The idea of the kill it to do kill ASAP to minimize the harm running process may do. Moreover, if the running process voraciously uses CPU or HDD, the confirmation dialog may appear after long delay and the kill would not have any effect.

And yet, it does:
kill-process-confirmation
(and it would, at least for me, be far more convenient if it did what you describe, that is to not confirm, as per my original comment)

The menu item Active Console => Close or kill => Kill active process gives that popup, at least for me when trying to break out of something like a dotnet run. Seems like the default mapping for that is Ctrl-Alt-Break. So if you remap it to Ctrl-C, I'd expect to see the popup as well.

And the other fly in this workaround's ointment is that you can't use ctrl-c to clear the current command that you haven't started yet (which I often do because I'm lazy) -- because then ConEmu offers to kill cmd.exe for you )': Which makes sense, but makes me a sadder panda.

@fluffynuts

And yet, it does

You showed screenshot of the "Kill active process". It shows confirmation as expected. The reason is very simple - there is no way to determine active process, ConEmu uses some AI and assumptions to detect it, therefore user have to confirm these assumptions.

I talked about "Terminate (kill) all but shell processes" which proceeds immediately without confirmation.

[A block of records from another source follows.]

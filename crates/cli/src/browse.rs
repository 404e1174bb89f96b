//! Interactive file picker used when no path is given on the command line.
//!
//! Deliberately decoupled from the upload protocol: an explicit iterative
//! loop over "current directory, list entries, read a selection" that
//! returns a path (or nothing on cancel) and touches no network state.

use std::io::{self, BufRead, Write};
use std::path::{Path, PathBuf};

/// One entry of the currently browsed directory.
#[derive(Clone, Debug, PartialEq, Eq)]
pub struct Entry {
    pub name: String,
    pub is_dir: bool,
}

/// What the user asked for on a given prompt.
#[derive(Clone, Copy, Debug, PartialEq, Eq)]
enum Choice {
    Quit,
    Up,
    Select(usize),
    Invalid,
}

/// List directory entries, directories first, each group sorted by name.
pub fn list_entries(dir: &Path) -> io::Result<Vec<Entry>> {
    let mut entries = Vec::new();
    for entry in std::fs::read_dir(dir)? {
        let entry = entry?;
        entries.push(Entry {
            name: entry.file_name().to_string_lossy().into_owned(),
            is_dir: entry.file_type()?.is_dir(),
        });
    }
    entries.sort_by(|a, b| b.is_dir.cmp(&a.is_dir).then_with(|| a.name.cmp(&b.name)));
    Ok(entries)
}

fn interpret_choice(input: &str, entry_count: usize) -> Choice {
    let input = input.trim();
    if input.eq_ignore_ascii_case("q") {
        return Choice::Quit;
    }
    if input == ".." {
        return Choice::Up;
    }
    match input.parse::<usize>() {
        Ok(n) if (1..=entry_count).contains(&n) => Choice::Select(n - 1),
        _ => Choice::Invalid,
    }
}

/// Browse from `start` until the user selects a file or cancels.
pub fn pick_file(start: &Path) -> io::Result<Option<PathBuf>> {
    let stdin = io::stdin();
    let mut lines = stdin.lock().lines();
    let mut current = start.to_path_buf();

    loop {
        let entries = list_entries(&current)?;

        println!("\nCurrent directory: {}", current.display());
        println!("\nContents:");
        for (i, entry) in entries.iter().enumerate() {
            let marker = if entry.is_dir { "d" } else { " " };
            println!("{:>3}. [{marker}] {}", i + 1, entry.name);
        }
        println!("\nEnter a number to select, \"..\" to go up, or \"q\" to quit.");
        print!("> ");
        io::stdout().flush()?;

        let Some(line) = lines.next() else {
            // stdin closed; treat like quit
            return Ok(None);
        };

        match interpret_choice(&line?, entries.len()) {
            Choice::Quit => return Ok(None),
            Choice::Up => {
                if let Some(parent) = current.parent() {
                    current = parent.to_path_buf();
                }
            }
            Choice::Select(index) => {
                let entry = &entries[index];
                let path = current.join(&entry.name);
                if entry.is_dir {
                    current = path;
                } else {
                    return Ok(Some(path));
                }
            }
            Choice::Invalid => println!("Invalid choice."),
        }
    }
}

You're right -- I have bound Ctrl-C to "kill active process". So imagine my delight when you mention the other command, which still has the default binding Win+Shift+Delete... and does quickly kill the current process without confirmation (as you say) -- but also offers to kill cmd.exe if there is no process running (which makes sense because it's a kill command). It's still a not-great workaround. I guess just need to have the patience for you guys to work out how to forward on Ctrl-C properly with the "new", "improved" Win10. Good luck with that :/

While we're all talking about using "Kill active process" as a workaround, I want to remind that it is not the same as "Ctrl+C". Kill works if all you need to do is make the process die, but Ctrl+C gives active processes an opportunity to do a clean shutdown, whereas kill just yanks the rug out from underneath it. This difference affects me a lot because the processes I'm running have to run a recovery on startup if they don't shut down cleanly.

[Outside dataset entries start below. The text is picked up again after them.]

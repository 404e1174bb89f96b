//! Resumable upload CLI for the drive service.

mod browse;
mod client;
mod error;
mod uploader;

use anyhow::{Context, Result};
use clap::Parser;
use client::UploadClient;
use drivectl_core::{ClientConfig, Credentials};
use figment::Figment;
use figment::providers::{Env, Format, Toml};
use std::path::{Path, PathBuf};
use uploader::Uploader;

#[derive(Parser)]
#[command(name = "drivectl")]
#[command(about = "Resumable chunked uploads to the drive service")]
#[command(version)]
struct Cli {
    /// File to upload; an interactive browser opens when omitted
    file: Option<PathBuf>,

    /// Config file path
    #[arg(long, env = "DRIVECTL_CONFIG")]
    config: Option<PathBuf>,

    /// Drive API base URL (overrides config)
    #[arg(long)]
    server: Option<String>,

    /// Key-service base URL (overrides config)
    #[arg(long)]
    kms: Option<String>,

    /// Token file path (overrides config)
    #[arg(long)]
    token_file: Option<PathBuf>,

    /// Destination folder ID (overrides config)
    #[arg(long)]
    parent: Option<String>,

    /// Chunk size in bytes (overrides config)
    #[arg(long)]
    chunk_size: Option<u64>,
}

#[tokio::main]
async fn main() -> Result<()> {
    // Initialize tracing
    tracing_subscriber::fmt::init();

    let cli = Cli::parse();
    let config = load_config(&cli)?;

    let path = match &cli.file {
        Some(path) => path.clone(),
        None => match browse::pick_file(&std::env::current_dir()?)? {
            Some(path) => path,
            None => {
                println!("No file selected.");
                return Ok(());
            }
        },
    };

    let credentials = load_credentials(&config.token_file).await?;
    let client = UploadClient::new(&config.api_url, &config.kms_url, credentials.access_token())?;
    let mut uploader = Uploader::new(client, config.chunk_size);

    let summary = uploader
        .run(&path, config.parent_id.as_deref(), |progress| {
            println!(
                "Uploaded {} of {} bytes ({:.2}%)",
                progress.bytes_sent,
                progress.total_size,
                progress.percent()
            );
        })
        .await
        .with_context(|| format!("upload of {} failed", path.display()))?;

    println!(
        "Upload completed: {} ({} bytes in {} chunks)",
        summary.filename, summary.bytes_sent, summary.chunks_sent
    );
    Ok(())
}

fn load_config(cli: &Cli) -> Result<ClientConfig> {
    let path = config_path(cli.config.as_deref());
    let mut figment = Figment::new();

    if path.exists() {
        figment = figment.merge(Toml::file(&path));
    }
    figment = figment.merge(Env::prefixed("DRIVECTL_"));

    // Every field has a serde default, so an empty figment extracts fine;
    // any error here is a genuinely malformed file or env override.
    let mut config: ClientConfig = figment
        .extract()
        .map_err(|err| anyhow::anyhow!(err).context("failed to load client configuration"))?;

    if let Some(server) = &cli.server {
        config.api_url = server.clone();
    }
    if let Some(kms) = &cli.kms {
        config.kms_url = kms.clone();
    }
    if let Some(token_file) = &cli.token_file {
        config.token_file = token_file.clone();
    }
    if let Some(parent) = &cli.parent {
        config.parent_id = Some(parent.clone());
    }
    if let Some(chunk_size) = cli.chunk_size {
        config.chunk_size = chunk_size;
    }

    config.validate()?;
    Ok(config)
}

fn config_path(explicit: Option<&Path>) -> PathBuf {
    if let Some(path) = explicit {
        return path.to_path_buf();
    }

    let base = match std::env::var_os("XDG_CONFIG_HOME") {
        Some(path) => PathBuf::from(path),
        None => match std::env::var_os("HOME") {
            Some(home) => PathBuf::from(home).join(".config"),
            None => return PathBuf::from("drivectl.toml"),
        },
    };

    base.join("drivectl").join("config.toml")
}

async fn load_credentials(path: &Path) -> Result<Credentials> {
    let contents = tokio::fs::read_to_string(path).await.with_context(|| {
        format!(
            "cannot read token file {} (expected JSON with access_token and refresh_token)",
            path.display()
        )
    })?;
    Ok(Credentials::from_json(&contents)?)
}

Thanks for working on this guys. I have a similar issue in that since a recent Windows 10 preview upgrade, ctrl-c doesn't seem to work in a cmd windows when using conemu.

E.g. "ping 1.2.3.4 -t" should keep going unless it receives a ctrl-c but since the upgrade, to stop it i have to close the console. Ctrl-Alt-Break doesn't help in this case.

I'm currently using ConEmu 170118 on Windows 10 Preview Build 1501.

Some problem.
Ctrl-C works fine in 芦Bash on Windows禄, but does nothing in native Powershell or Cmd.

Another temp workaround is to enable Clink. But your Alias may not work anymore: https://github.com/mridgers/clink/issues/431

No idea how Clink bind the key behind.

Looks like with Windows 10 Insider Preview Build 15031 problem is gone.

great news, will check later,
but am closing this issue, as it is not a ConEmu issue anyhow

TNX everyone!

Can confirm working.

Yes, problem is gone. I am running the latest W10 build.